-- Required action --
This task is to restate all of the entries exactly.
*** Block opens ***
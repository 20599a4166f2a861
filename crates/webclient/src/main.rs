use std::process::ExitCode;

fn main() -> anyhow::Result<ExitCode> {
    webclient::run()
}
*** Block closes ***
-- Result --
repository 20599a4166f2a861
filename crates/webclient/src/main.rs
use std::process::ExitCode;

fn main() -> anyhow::Result<ExitCode> {
    webclient::run()
}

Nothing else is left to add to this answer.